What is the difference between the normal index and primary key index of InnoDB engine?

difference:
Index is a data structure, which stores the physical address of the table data
The clustered index stores both the table data key and the row value. The logical order of the physical address is the same as that of the table! It’s the only one
Non clustered index: stores the physical address and key value of the table data. You can query the specific row value according to the physical address corresponding to the key value. However, there is no strong consistency between the order of the physical address and the logical order of the table!

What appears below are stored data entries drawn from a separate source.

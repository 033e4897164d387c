use std::collections::HashMap;
use std::io;

use bytes::Bytes;
use futures::{Stream, StreamExt};
use tokio::io::{AsyncWrite, AsyncWriteExt};

use crate::error::{Error, Result};
use crate::http::response::{Body, ResponseDescriptor, StatusCode};

const HTTP_VERSION: &str = "HTTP/1.1";

/// Headers the writer owns; copies in a descriptor's extra headers are dropped.
const MANAGED_HEADERS: [&str; 3] = ["Content-Type", "Content-Length", "Connection"];

/// Everything that goes into a response head.
#[derive(Debug, Clone, Copy)]
pub struct Head<'h> {
    pub status: StatusCode,
    pub content_type: Option<&'h str>,
    pub headers: &'h HashMap<String, String>,
    /// `None` means the body runs until the connection closes
    pub content_length: Option<u64>,
}

fn serialize_head(head: &Head<'_>) -> Vec<u8> {
    let mut buf = Vec::new();

    // Status line
    let status_line = format!(
        "{} {} {}\r\n",
        HTTP_VERSION,
        head.status.as_u16(),
        head.status.reason_phrase().unwrap_or("")
    );
    buf.extend_from_slice(status_line.as_bytes());

    if let Some(content_type) = head.content_type {
        buf.extend_from_slice(format!("Content-Type: {}\r\n", content_type).as_bytes());
    }

    for (k, v) in head.headers {
        if MANAGED_HEADERS.iter().any(|m| m.eq_ignore_ascii_case(k)) {
            continue;
        }
        buf.extend_from_slice(k.as_bytes());
        buf.extend_from_slice(b": ");
        buf.extend_from_slice(v.as_bytes());
        buf.extend_from_slice(b"\r\n");
    }

    match head.content_length {
        Some(len) => buf.extend_from_slice(format!("Content-Length: {}\r\n", len).as_bytes()),
        None => buf.extend_from_slice(b"Connection: close\r\n"),
    }

    // Header/body separator
    buf.extend_from_slice(b"\r\n");

    buf
}

/// What was committed to the connection for one response.
#[derive(Debug, Clone, Copy, PartialEq, Eq)]
pub struct SendSummary {
    pub status: StatusCode,
    /// Body bytes written, head excluded
    pub bytes_written: u64,
    /// The connection must close after this response
    pub close: bool,
}

/// Response sink before the head is written.
///
/// [`write_head`](Self::write_head) consumes the writer, so a second head
/// cannot be written and no body byte can precede the head.
pub struct ResponseWriter<'a, W> {
    sink: &'a mut W,
}

/// Response sink after the head is written.
///
/// With a declared length, bytes past it are dropped and a body that ends
/// short marks the connection for closing.
pub struct BodyWriter<'a, W> {
    sink: &'a mut W,
    status: StatusCode,
    declared: Option<u64>,
    written: u64,
    close: bool,
}

impl<'a, W: AsyncWrite + Unpin> ResponseWriter<'a, W> {
    pub fn new(sink: &'a mut W) -> Self {
        Self { sink }
    }

    pub async fn write_head(self, head: Head<'_>) -> Result<BodyWriter<'a, W>> {
        let bytes = serialize_head(&head);
        self.sink.write_all(&bytes).await.map_err(Error::Connection)?;

        Ok(BodyWriter {
            sink: self.sink,
            status: head.status,
            declared: head.content_length,
            written: 0,
            close: head.content_length.is_none(),
        })
    }

    /// Writes only the head a [`send`](Self::send) of `descriptor` would
    /// write, as a `HEAD` request expects.
    pub async fn send_head(self, descriptor: ResponseDescriptor) -> Result<SendSummary> {
        let content_length = match &descriptor.body {
            Body::Empty | Body::File(_) => Some(0),
            Body::Bytes(bytes) => Some(bytes.len() as u64),
            Body::Stream(_) => None,
        };
        let head = Head {
            status: descriptor.status,
            content_type: descriptor.content_type.as_deref(),
            headers: &descriptor.headers,
            content_length,
        };
        self.write_head(head).await?.skip_body().await
    }

    /// Commits a descriptor whose body is already in memory or generated.
    ///
    /// File bodies are not opened here; a file body reaching this point is
    /// sent as an empty payload.
    pub async fn send(self, descriptor: ResponseDescriptor) -> Result<SendSummary> {
        let ResponseDescriptor {
            status,
            content_type,
            body,
            headers,
        } = descriptor;

        let head = |content_length| Head {
            status,
            content_type: content_type.as_deref(),
            headers: &headers,
            content_length,
        };

        match body {
            Body::Empty => self.write_head(head(Some(0))).await?.finish().await,
            Body::File(path) => {
                tracing::debug!(path = %path.display(), %status, "file body not streamed for this status");
                self.write_head(head(Some(0))).await?.finish().await
            }
            Body::Bytes(bytes) => {
                let mut body = self.write_head(head(Some(bytes.len() as u64))).await?;
                body.write_chunk(&bytes).await?;
                body.finish().await
            }
            Body::Stream(stream) => {
                let mut body = self.write_head(head(None)).await?;
                body.stream(stream).await?;
                body.finish().await
            }
        }
    }
}

impl<W: AsyncWrite + Unpin> BodyWriter<'_, W> {
    pub async fn write_chunk(&mut self, chunk: &[u8]) -> Result<()> {
        let chunk = match self.declared {
            Some(declared) if self.written + chunk.len() as u64 > declared => {
                tracing::warn!(declared, written = self.written, "body overruns Content-Length, truncating");
                self.close = true;
                &chunk[..(declared - self.written) as usize]
            }
            _ => chunk,
        };

        self.sink.write_all(chunk).await.map_err(Error::Connection)?;
        self.written += chunk.len() as u64;
        Ok(())
    }

    /// Pipes every chunk of `stream` to the connection.
    pub async fn stream<S>(&mut self, mut stream: S) -> Result<()>
    where
        S: Stream<Item = io::Result<Bytes>> + Unpin,
    {
        while let Some(chunk) = stream.next().await {
            let chunk = chunk.map_err(Error::BodySource)?;
            self.write_chunk(&chunk).await?;
        }
        Ok(())
    }

    pub async fn finish(mut self) -> Result<SendSummary> {
        if let Some(declared) = self.declared {
            if self.written < declared {
                tracing::warn!(declared, written = self.written, "body ended short of Content-Length");
                self.close = true;
            }
        }
        self.skip_body().await
    }

    /// Completes the response without checking the body against the
    /// declared length.
    pub async fn skip_body(self) -> Result<SendSummary> {
        self.sink.flush().await.map_err(Error::Connection)?;
        Ok(SendSummary {
            status: self.status,
            bytes_written: self.written,
            close: self.close,
        })
    }
}
mod rubric;

pub use rubric::{round2, DIMENSION_COUNT, DIMENSION_MAX, REQUIRED_WEIGHT_SUM};

use serde::{Deserialize, Serialize};

use super::domain::{ScoreRound, TeamId, UserId};

/// Stateless validator and calculator for rubric sheets. Both the screening
/// and judging flows share this single engine so the weight rules cannot
/// diverge between rounds.
#[derive(Debug, Default, Clone, Copy)]
pub struct ScoringEngine;

impl ScoringEngine {
    pub const fn new() -> Self {
        Self
    }

    /// Validate a sheet and compute its weighted total.
    pub fn score(
        &self,
        dimensions: &[f64; DIMENSION_COUNT],
        weights: &[u32; DIMENSION_COUNT],
    ) -> Result<f64, ScoringError> {
        rubric::validate(dimensions, weights)?;
        Ok(rubric::weighted_total(dimensions, weights))
    }
}

/// An evaluator's submitted sheet, before phase and lock checks.
#[derive(Debug, Clone, PartialEq, Serialize, Deserialize)]
pub struct ScoreSubmission {
    pub evaluator_id: UserId,
    pub subject_id: TeamId,
    pub round: ScoreRound,
    pub dimensions: [f64; DIMENSION_COUNT],
    pub weights: [u32; DIMENSION_COUNT],
    /// Freeze the sheet after this write; locked sheets reject re-scoring.
    #[serde(default)]
    pub lock: bool,
}

/// Rubric validation failures. Always the caller's fault and fully
/// recoverable by correcting the sheet.
#[derive(Debug, Clone, PartialEq, thiserror::Error)]
pub enum ScoringError {
    #[error("rubric weights sum to {sum}, expected exactly 100")]
    WeightSum { sum: u32 },
    #[error("dimension {index} value {value} outside the [0, 10] range")]
    DimensionRange { index: usize, value: f64 },
}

Fundamental difference: is the order of table records consistent with that of indexes

Ordinary index: This is the most basic index type, and it has no uniqueness and other restrictions.
Primary key index: unique and cannot be empty
Primary key index is also called cluster index, leaf node stores the whole row of data; non primary key index is called secondary index, leaf node stores the value of primary key
If you query according to the primary key, you only need to search the B + tree ID
If you query through non primary key index, you need to search the K index tree first, find the corresponding primary key, and then search the ID index tree again. This process is called back table
In conclusion, the query of non primary key index needs to scan more than one index tree, and the efficiency is relatively low

Mysql database has several configuration options to help us capture inefficient SQL statements in time

1,slow_query_log
This parameter is set to on to capture SQL statements whose execution time exceeds a certain value.
2,long_query_time
When the execution time of SQL statement exceeds this value, it will be recorded in the log. It is recommended to set it to 1 or less.
3,slow_query_log_file
The name of the log file.

Explain statement

type
Table access means that MySQL finds the required row in the table, also known as “access type”.
Common types are: all, index, range, ref, Eq_ Ref, const, system, null (from left to right, performance from poor to good)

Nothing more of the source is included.